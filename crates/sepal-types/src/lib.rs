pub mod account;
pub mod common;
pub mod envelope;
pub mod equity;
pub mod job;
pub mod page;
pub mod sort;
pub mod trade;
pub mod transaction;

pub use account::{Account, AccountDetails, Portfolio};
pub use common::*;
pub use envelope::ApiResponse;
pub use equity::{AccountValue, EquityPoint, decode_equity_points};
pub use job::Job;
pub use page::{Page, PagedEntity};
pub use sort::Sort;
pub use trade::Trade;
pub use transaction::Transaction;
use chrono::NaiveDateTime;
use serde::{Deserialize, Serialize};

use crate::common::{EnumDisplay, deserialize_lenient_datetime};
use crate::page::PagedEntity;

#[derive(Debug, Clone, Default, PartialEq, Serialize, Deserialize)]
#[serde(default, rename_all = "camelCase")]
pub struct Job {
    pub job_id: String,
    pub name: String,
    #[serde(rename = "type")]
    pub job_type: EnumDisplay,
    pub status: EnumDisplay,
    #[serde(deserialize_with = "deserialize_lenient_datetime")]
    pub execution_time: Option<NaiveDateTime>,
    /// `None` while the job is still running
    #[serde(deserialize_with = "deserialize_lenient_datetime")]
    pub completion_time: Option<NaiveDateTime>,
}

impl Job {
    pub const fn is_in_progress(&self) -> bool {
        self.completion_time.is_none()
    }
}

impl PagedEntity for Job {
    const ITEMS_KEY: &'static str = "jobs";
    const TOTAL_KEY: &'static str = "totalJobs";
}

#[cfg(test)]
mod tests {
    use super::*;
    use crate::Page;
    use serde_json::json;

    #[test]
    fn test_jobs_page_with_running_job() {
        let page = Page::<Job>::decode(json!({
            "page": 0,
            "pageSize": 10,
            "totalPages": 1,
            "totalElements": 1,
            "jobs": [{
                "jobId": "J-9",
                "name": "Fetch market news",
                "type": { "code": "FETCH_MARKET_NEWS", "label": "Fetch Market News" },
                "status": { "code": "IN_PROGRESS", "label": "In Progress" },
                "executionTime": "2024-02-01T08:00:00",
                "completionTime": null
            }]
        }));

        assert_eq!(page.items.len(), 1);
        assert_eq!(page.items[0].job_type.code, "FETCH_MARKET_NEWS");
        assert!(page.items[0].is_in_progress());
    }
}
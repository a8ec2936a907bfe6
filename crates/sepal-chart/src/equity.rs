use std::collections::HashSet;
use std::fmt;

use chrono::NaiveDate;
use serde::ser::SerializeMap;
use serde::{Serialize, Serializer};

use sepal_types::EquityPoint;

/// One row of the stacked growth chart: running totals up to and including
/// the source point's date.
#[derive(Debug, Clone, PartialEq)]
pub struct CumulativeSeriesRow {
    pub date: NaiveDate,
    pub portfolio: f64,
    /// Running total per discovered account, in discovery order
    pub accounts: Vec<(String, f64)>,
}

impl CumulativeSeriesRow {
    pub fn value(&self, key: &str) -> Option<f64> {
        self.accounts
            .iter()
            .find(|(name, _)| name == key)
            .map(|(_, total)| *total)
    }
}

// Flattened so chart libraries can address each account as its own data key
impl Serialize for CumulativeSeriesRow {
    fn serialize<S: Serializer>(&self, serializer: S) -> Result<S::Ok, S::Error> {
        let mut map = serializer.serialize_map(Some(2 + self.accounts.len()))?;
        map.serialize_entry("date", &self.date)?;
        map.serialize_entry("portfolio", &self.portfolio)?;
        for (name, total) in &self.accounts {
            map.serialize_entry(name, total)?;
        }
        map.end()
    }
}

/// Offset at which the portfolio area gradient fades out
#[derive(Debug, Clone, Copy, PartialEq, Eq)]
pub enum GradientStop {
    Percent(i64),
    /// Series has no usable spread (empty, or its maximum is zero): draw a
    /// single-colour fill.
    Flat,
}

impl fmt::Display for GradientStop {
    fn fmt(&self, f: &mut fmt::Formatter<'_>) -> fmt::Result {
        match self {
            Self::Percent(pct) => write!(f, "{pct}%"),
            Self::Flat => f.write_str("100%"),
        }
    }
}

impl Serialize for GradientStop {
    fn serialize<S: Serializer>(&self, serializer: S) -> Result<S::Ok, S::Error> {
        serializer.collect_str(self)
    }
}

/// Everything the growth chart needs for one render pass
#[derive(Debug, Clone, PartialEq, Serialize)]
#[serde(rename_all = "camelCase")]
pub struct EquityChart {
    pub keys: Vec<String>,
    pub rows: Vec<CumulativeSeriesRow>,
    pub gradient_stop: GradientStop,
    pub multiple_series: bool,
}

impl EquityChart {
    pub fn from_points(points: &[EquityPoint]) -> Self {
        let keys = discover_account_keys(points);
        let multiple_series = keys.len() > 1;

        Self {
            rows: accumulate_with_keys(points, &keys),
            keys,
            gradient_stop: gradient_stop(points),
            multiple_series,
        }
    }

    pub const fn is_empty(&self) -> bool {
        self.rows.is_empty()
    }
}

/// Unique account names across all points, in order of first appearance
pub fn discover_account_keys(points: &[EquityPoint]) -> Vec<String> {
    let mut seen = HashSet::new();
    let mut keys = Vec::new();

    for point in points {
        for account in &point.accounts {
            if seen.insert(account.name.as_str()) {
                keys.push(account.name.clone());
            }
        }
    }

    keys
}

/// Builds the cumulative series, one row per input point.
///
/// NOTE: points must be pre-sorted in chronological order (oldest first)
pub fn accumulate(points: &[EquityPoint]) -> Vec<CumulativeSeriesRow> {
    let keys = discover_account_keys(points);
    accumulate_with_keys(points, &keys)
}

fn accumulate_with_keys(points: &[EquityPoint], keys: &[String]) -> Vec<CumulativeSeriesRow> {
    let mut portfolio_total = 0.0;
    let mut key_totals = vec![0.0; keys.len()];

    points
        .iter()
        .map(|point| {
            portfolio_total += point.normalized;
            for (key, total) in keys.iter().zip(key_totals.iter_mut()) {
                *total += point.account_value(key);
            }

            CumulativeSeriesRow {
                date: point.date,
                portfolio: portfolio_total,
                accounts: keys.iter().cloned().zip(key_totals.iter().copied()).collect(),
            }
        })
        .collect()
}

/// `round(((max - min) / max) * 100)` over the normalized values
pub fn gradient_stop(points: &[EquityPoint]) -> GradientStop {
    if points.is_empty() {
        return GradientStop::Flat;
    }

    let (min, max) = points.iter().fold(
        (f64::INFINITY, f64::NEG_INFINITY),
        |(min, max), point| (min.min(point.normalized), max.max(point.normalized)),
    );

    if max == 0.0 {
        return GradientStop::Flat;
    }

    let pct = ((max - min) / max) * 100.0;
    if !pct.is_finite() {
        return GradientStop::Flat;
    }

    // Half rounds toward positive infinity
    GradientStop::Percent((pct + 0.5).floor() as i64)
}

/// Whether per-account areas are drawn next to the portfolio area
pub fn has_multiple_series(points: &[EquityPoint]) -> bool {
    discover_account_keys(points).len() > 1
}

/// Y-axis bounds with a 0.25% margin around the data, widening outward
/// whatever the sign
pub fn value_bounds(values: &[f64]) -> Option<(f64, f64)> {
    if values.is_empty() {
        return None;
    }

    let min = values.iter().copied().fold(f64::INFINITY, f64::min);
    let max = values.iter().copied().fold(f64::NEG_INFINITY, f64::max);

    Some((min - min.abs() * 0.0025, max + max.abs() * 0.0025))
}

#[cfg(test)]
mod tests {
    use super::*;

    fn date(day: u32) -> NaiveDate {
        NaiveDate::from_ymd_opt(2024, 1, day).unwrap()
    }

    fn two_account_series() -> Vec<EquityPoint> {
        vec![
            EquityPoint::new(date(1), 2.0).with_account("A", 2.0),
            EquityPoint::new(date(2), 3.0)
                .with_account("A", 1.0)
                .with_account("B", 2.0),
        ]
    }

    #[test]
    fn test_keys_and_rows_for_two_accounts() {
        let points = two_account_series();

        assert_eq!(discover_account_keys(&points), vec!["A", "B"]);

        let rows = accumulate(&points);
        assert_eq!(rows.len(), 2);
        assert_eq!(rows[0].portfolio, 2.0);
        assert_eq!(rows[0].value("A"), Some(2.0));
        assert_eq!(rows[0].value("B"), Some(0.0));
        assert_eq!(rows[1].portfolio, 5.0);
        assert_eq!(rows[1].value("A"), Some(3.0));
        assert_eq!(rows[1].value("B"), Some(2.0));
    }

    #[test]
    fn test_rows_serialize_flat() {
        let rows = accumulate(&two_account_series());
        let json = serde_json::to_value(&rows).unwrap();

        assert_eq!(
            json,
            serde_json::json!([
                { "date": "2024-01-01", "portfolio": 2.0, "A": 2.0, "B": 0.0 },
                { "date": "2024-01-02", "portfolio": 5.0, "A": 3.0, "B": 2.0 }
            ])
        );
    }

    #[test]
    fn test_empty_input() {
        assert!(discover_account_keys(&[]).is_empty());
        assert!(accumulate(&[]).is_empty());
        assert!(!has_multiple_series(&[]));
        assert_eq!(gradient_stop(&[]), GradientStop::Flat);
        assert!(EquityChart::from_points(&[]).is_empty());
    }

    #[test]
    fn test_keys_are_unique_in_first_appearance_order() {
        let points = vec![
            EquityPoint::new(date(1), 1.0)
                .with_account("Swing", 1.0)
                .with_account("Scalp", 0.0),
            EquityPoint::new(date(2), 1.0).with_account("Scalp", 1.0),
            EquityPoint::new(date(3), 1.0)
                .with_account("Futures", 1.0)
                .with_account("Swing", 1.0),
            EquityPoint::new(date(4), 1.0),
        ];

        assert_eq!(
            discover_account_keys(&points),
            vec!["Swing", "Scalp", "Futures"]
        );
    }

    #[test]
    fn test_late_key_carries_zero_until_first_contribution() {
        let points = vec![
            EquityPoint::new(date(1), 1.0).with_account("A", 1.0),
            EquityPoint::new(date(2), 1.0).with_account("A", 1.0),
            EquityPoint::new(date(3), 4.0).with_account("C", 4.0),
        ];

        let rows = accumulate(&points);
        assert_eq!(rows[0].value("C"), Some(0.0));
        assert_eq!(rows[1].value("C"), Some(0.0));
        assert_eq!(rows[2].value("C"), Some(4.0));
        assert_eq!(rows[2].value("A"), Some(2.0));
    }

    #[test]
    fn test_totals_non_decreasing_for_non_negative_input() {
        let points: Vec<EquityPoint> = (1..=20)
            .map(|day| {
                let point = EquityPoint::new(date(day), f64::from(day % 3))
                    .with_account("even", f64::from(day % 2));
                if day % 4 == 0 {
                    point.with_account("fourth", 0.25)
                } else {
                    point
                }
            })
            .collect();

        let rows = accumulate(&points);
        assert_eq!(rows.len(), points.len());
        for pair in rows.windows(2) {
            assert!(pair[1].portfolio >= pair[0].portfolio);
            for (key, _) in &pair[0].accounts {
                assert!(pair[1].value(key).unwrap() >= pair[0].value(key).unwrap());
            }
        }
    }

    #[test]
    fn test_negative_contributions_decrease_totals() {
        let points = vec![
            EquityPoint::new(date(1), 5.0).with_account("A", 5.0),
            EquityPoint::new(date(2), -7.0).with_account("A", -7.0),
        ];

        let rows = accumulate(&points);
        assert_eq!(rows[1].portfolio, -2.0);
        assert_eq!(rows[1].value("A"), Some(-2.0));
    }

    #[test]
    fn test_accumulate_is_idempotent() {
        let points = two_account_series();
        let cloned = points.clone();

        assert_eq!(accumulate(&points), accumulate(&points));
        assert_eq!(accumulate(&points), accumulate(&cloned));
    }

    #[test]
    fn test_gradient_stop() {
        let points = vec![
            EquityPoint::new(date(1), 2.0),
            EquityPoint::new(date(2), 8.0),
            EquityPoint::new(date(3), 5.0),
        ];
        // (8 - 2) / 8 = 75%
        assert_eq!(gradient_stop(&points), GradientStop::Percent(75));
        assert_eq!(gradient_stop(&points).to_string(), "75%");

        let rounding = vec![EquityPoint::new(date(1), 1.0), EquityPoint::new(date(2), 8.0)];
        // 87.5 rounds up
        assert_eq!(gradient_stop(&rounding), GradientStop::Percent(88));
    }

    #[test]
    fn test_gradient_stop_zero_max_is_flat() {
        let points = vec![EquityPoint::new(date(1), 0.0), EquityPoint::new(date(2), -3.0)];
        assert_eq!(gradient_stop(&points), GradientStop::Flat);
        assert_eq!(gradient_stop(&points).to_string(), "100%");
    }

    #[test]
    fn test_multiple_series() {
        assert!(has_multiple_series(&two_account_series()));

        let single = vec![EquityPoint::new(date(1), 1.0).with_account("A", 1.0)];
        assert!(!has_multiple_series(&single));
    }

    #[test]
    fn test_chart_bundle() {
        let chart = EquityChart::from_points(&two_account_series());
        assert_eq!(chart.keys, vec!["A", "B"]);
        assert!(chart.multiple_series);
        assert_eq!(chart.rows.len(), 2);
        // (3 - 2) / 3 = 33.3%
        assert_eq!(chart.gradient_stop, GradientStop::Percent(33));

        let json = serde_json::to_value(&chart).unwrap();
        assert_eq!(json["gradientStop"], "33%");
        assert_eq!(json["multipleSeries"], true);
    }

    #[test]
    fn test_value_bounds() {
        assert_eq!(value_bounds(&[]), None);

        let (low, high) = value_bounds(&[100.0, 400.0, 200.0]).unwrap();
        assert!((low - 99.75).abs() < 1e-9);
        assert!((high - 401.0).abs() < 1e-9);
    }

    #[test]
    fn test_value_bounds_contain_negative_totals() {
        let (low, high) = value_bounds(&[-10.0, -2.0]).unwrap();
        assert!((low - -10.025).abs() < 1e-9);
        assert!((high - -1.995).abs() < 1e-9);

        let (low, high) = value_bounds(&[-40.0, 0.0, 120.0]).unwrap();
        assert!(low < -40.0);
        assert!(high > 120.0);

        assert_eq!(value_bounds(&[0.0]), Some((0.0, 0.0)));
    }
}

--- HOW TO COMPLETE THIS TASK ---
Of the entries above, transcribe exactly those lines that fall between the line containing "fn date(day: u32)" and the line containing "EquityPoint::new(date(2), 3.0)", together with those two lines.

--- EXERCISE RESPONSE ---
    fn date(day: u32) -> NaiveDate {
        NaiveDate::from_ymd_opt(2024, 1, day).unwrap()
    }

    fn two_account_series() -> Vec<EquityPoint> {
        vec![
            EquityPoint::new(date(1), 2.0).with_account("A", 2.0),
            EquityPoint::new(date(2), 3.0)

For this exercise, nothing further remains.